Apple released an advance copy of Cook's testimony Monday night. Its 17 pages of self-defense are clear, blunt, unambiguous: Apple, Cook declares, "does not use tax gimmicks." It pays "an extraordinary amount" in U.S. taxes -- nearly $6 billion last year, making it "likely the largest corporate income tax payer in the U.S." Its effective tax rate last year, he says, was approximately 30.5 percent.

Cook implies that Congress, intent on removing a speck (figuratively speaking) from Apple's eye, may perhaps have overlooked the 2-by-4 in its own: an outdated tax code.

"Apple," he says, "welcomes an objective examination of the U.S. corporate tax system, which has not kept pace with the advent of the digital age and the rapidly changing global economy."

He then goes on to recommend reforms.

Referring to the way Apple manages to lessen its U.S. tax bill by moving money around overseas, he concludes: "While some Subcommittee members may have differing views on these tax policy matters, Apple hopes the Subcommittee will see that these recommendations aim to create meaningful change and go well beyond what most U.S. companies propose."

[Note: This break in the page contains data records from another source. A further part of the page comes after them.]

//! Table views for dashboard data display.

use maud::{Markup, html};
use time::Month;

use crate::{
    html::{TABLE_CELL_STYLE, TABLE_HEADER_STYLE, TABLE_ROW_STYLE, format_currency, link},
    statistics::MonthlyStatistics,
    transaction::Transaction,
};

const STATISTIC_LABEL_STYLE: &str = "text-sm text-gray-600 dark:text-gray-400";
const STATISTIC_VALUE_STYLE: &str = "text-2xl font-bold";

/// Renders the sales totals for the selected month.
pub(super) fn statistics_box(month: Month, statistics: &MonthlyStatistics) -> Markup {
    html! {
        section id="statistics" class="w-full mb-8"
        {
            h2 class="text-xl font-semibold mb-4" { "Transaction Statistics - " (month) }

            div class="grid grid-cols-1 sm:grid-cols-3 gap-4"
            {
                div class="bg-white dark:bg-gray-800 rounded-lg shadow p-4"
                {
                    span class=(STATISTIC_LABEL_STYLE) { "Total sale amount" }
                    p id="total-sale-amount" class=(STATISTIC_VALUE_STYLE)
                    {
                        (format_currency(statistics.total_sale_amount))
                    }
                }

                div class="bg-white dark:bg-gray-800 rounded-lg shadow p-4"
                {
                    span class=(STATISTIC_LABEL_STYLE) { "Total sold items" }
                    p id="total-sold-items" class=(STATISTIC_VALUE_STYLE)
                    {
                        (statistics.total_sold_items)
                    }
                }

                div class="bg-white dark:bg-gray-800 rounded-lg shadow p-4"
                {
                    span class=(STATISTIC_LABEL_STYLE) { "Total unsold items" }
                    p id="total-unsold-items" class=(STATISTIC_VALUE_STYLE)
                    {
                        (statistics.total_unsold_items)
                    }
                }
            }
        }
    }
}

/// The links and labels shown under the transaction table.
pub(super) struct PageControls {
    pub page_number: usize,
    pub page_size: usize,
    pub previous_url: String,
    pub next_url: String,
}

/// Renders one page of transactions with previous/next links.
pub(super) fn transaction_table(rows: &[Transaction], controls: &PageControls) -> Markup {
    html! {
        section id="transactions" class="w-full"
        {
            h2 class="text-xl font-semibold mb-4" { "Transaction Table" }

            div class="overflow-x-auto rounded-lg shadow"
            {
                table class="w-full text-sm text-left text-gray-500 dark:text-gray-400"
                {
                    thead class=(TABLE_HEADER_STYLE)
                    {
                        tr
                        {
                            th scope="col" class=(TABLE_CELL_STYLE) { "ID" }
                            th scope="col" class=(TABLE_CELL_STYLE) { "Title" }
                            th scope="col" class=(TABLE_CELL_STYLE) { "Description" }
                            th scope="col" class=(TABLE_CELL_STYLE) { "Price" }
                            th scope="col" class=(TABLE_CELL_STYLE) { "Category" }
                            th scope="col" class=(TABLE_CELL_STYLE) { "Sold" }
                            th scope="col" class=(TABLE_CELL_STYLE) { "Image" }
                        }
                    }

                    tbody
                    {
                        @for transaction in rows {
                            tr class=(TABLE_ROW_STYLE)
                            {
                                td class=(TABLE_CELL_STYLE) { (transaction.id) }
                                td class=(TABLE_CELL_STYLE) { (transaction.title) }
                                td class=(TABLE_CELL_STYLE) { (transaction.description) }
                                td class=(TABLE_CELL_STYLE) { (transaction.price) }
                                td class=(TABLE_CELL_STYLE) { (transaction.category) }
                                td class=(TABLE_CELL_STYLE) { @if transaction.sold { "Yes" } @else { "No" } }
                                td class=(TABLE_CELL_STYLE)
                                {
                                    img
                                        width="50"
                                        height="50"
                                        src=(transaction.image)
                                        alt=(transaction.title);
                                }
                            }
                        }

                        @if rows.is_empty() {
                            tr class=(TABLE_ROW_STYLE)
                            {
                                td colspan="7" class={(TABLE_CELL_STYLE) " text-center"}
                                {
                                    "No transactions found."
                                }
                            }
                        }
                    }
                }
            }

            div id="pagination" class="flex justify-between items-center mt-4 text-gray-900 dark:text-white"
            {
                span { "Page No: " (controls.page_number) }
                div class="flex gap-4"
                {
                    (link(&controls.previous_url, "Previous"))
                    (link(&controls.next_url, "Next"))
                }
                span { "Per Page: " (controls.page_size) }
            }
        }
    }
}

As for the Subcommittee, on Monday night it released a 40-page memorandum, which, after a 16-page highlights-reel, gets down to business, asserting that Apple has used a variety of "offshore structures, arrangements, and transactions to shift billions of dollars in profits away from the United States and into Ireland, where Apple has negotiated a special corporate tax rate of less than 2 percent."

"One of Apple's more unusual tactics," says the Subcommittee, has been "to establish and direct substantial funds to offshore entities that are not declared tax residents of any jurisdiction."

These entities are, in effect, corporate men-of-the-world.

One such entity, Apple Operations International, says the memo, is currently sauntering about with $30 billion in its pocket. Yet, during the four years during which it earned that sum, it "paid no corporate income taxes to any national government."

While the subcommittee stops short of accusing Apple of having broken any U.S. law, it finds the company to have circumvented the U.S. Tax Code's Subpart F, whose purpose is "to prevent multinational corporations from shifting profits to tax havens to avoid U.S. tax."

So adroitly has Apple peeled Subpart F, says the memo, that from 2009 to 2012, it managed to avoid "$44 billion in taxes on otherwise taxable offshore income."

On Monday, ABC News quoted Sen. John McCain as saying: "Apple claims to be the largest U.S. corporate tax payer, but by sheer size and scale, it is also among America's largest tax avoiders."

Subcommittee chairman Sen. Carl Levin, speaking Monday with reporters, said that while Apple might be a golden goose, it had played fast and loose with some of its eggs.

"It's like saying you haven't shifted the golden eggs offshore," Levin said, "after you've shifted the golden goose offshore."

Richard Cranium
05-21-2013, 01:40 PM
This is just Hussain O'Bamas way of saying Apple isn't donating enough to his never ending campaign.

redred
05-21-2013, 01:48 PM
they have an app for tax avoidance :tup:

Acid Trip
05-21-2013, 02:51 PM
The tax code is written/modified by the House of Representatives. Since 1925 the Democrats have controlled the house 80% of the time. Now you know who is responsible for a majority of the tax code.

Ironic considering it's Democrats who are blaming Apple for not paying enough taxes. If you didn't want there to be so many loopholes maybe you shouldn't have put them in in the first place!